All the experiments reported in this article were independently repeated at least twice (as indicated in the corresponding figure or table legend), and the mean value of the corresponding parameter ± standard deviation is presented.

Results and discussion

Enzyme selection for assembly of an enzymatic cascade in vitro for acetone production

Acetate-dependent production of acetone relies on the enzymes of the canonical pathway from Clostridium acetobutylicum ATCC 824 (Fig. 1A). We adopted this enzymatic sequence in our study, where acetate is firstly converted into acetyl-coenzyme A (CoA) through the reaction of acetyl-CoA synthetase (Acs). Then, 2 mol of acetyl-CoA are condensed by thiolase (Thl) to generate 1 mol of acetoacetyl-CoA. Acetoacetyl-CoA transferase relocates the CoA moiety from acetoacetyl-CoA to acetate and forms acetoacetate, a reaction catalyzed by acetoacetate carboxylase (Adc) that finally yields acetone.
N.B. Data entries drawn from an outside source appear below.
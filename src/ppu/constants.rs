// PPU constants (NTSC timing)

/// Screen width in pixels
pub const SCREEN_WIDTH: usize = 256;

/// Screen height in pixels
pub const SCREEN_HEIGHT: usize = 240;

/// Size of one nametable in bytes
pub(super) const NAMETABLE_SIZE: usize = 1024;

/// Bytes per 8x8 tile in a pattern table (two bit planes)
pub(super) const TILE_BYTES: u16 = 16;

/// Size of palette RAM in bytes
pub(super) const PALETTE_SIZE: usize = 32;

/// Dots per scanline, including horizontal blanking
pub const DOTS_PER_SCANLINE: u32 = 341;

/// Scanlines per frame, including vertical blanking
pub const SCANLINES_PER_FRAME: u32 = 262;

/// Total dots per frame: 341 x 262 = 89,342
pub const DOTS_PER_FRAME: u32 = DOTS_PER_SCANLINE * SCANLINES_PER_FRAME;

/// Last visible scanline
pub(super) const LAST_VISIBLE_SCANLINE: u32 = 239;

/// Scanline on which the VBlank flag rises (at dot 1)
pub(super) const VBLANK_SCANLINE: u32 = 241;

/// Pre-render scanline; VBlank and sprite flags clear at dot 1
pub(super) const PRERENDER_SCANLINE: u32 = 261;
Previous studies on pathway optimization in vivo indicated that AtoDA, an acetoacetyl-CoA transferase from E. coli, can mediate a 10-fold improvement in acetone production using acetate as the main carbon substrate.19 Based on this observation, we also chose included AtoDA in our designs towards establishing an optimal enzyme combination. Thus, the complete biosynthetic pathway from acetate to acetone includes a commercially available Acs from Bacillus subtilis (purchased from MegazymeTM), the Thl thiolase and the Adc acetoacetate decarboxylase from C. acetobutylicum ATCC 824 and the AtoDA acetoacetyl-CoA transferase from E. coli MG1655. These recombinant enzymes were produced in E. coli and purified as indicated in the Materials and methods section, and used to assemble enzymatic cascades as explained below.
image file: d2cb00170e-f1.tif
Fig. 1 Scheme of the pathway adopted as a template to optimize acetone biosynthesis and oligomerization status of the individual enzymes therein. (A) Acetate and ATP-dependent enzymatic cascade proposed for in vitro acetone biosynthesis. Abbreviations: CoA, coenzyme A; PPi, inorganic pyrophosphate. (B) Structures of the enzymes catalyzing different steps of the ketone pathway generated by using the SWISS-MODEL71 platform. Monomeric acetyl-CoA synthase (Acs); homotetrameric thiolase (Thl);11 heterotetrameric acetoacetyl-CoA transferase (AtoDA; PDB DOI: 10.2210/pdb5DBN/pdb); and homododecameric acetoacetate decarboxylase (Adc).49

Optimizing an enzyme purification protocol to assemble an enzymatic cascade for acetone production

Two approaches were adopted for the purification of the proteins relevant to the enzymatic cascade. One of them was a classical strategy of a His-tag integration into the protein sequence (N-terminal), followed by production and purification according to the standard procedure described in Materials and methods. By applying this protocol, we could obtain Thl (a single subunit, forming a homotetramer) and AtoDA (two subunits, forming a heterotetramer; Fig. 1B). The feasibility of purifying the heterotetrameric AtoDA by affinity chromatography was of special relevance as the acetate:CoA transferase activity is essential for acetone production, yet the only approach reported for the purification of this enzyme required three chromatographic steps and fractional (NH4)2SO4 precipitation.43,44 After testing a few combinations, the optimal design of the pET-28a(+)–based protein production system was the one encoding the native atoD and atoA sequences from E. coli MG1655, with only one subunit (AtoD) tagged in the N-terminal position; the formation of the complex during protein production allowed for the successful recovery of an active enzyme complex (AtoDA). The possibility of fusing a His-tag without causing a significant effect on the enzyme activity not only eases the purification process but may also be a promising starting point towards developing an enzyme immobilization strategy in the future.45 Together with cofactor requirements (e.g. ATP), the cost of the biocatalysts (i.e. enzymes) is one of the major barriers for the commercial application of cell-free biosynthesis—and enzyme immobilization could help reducing the impact of such costs.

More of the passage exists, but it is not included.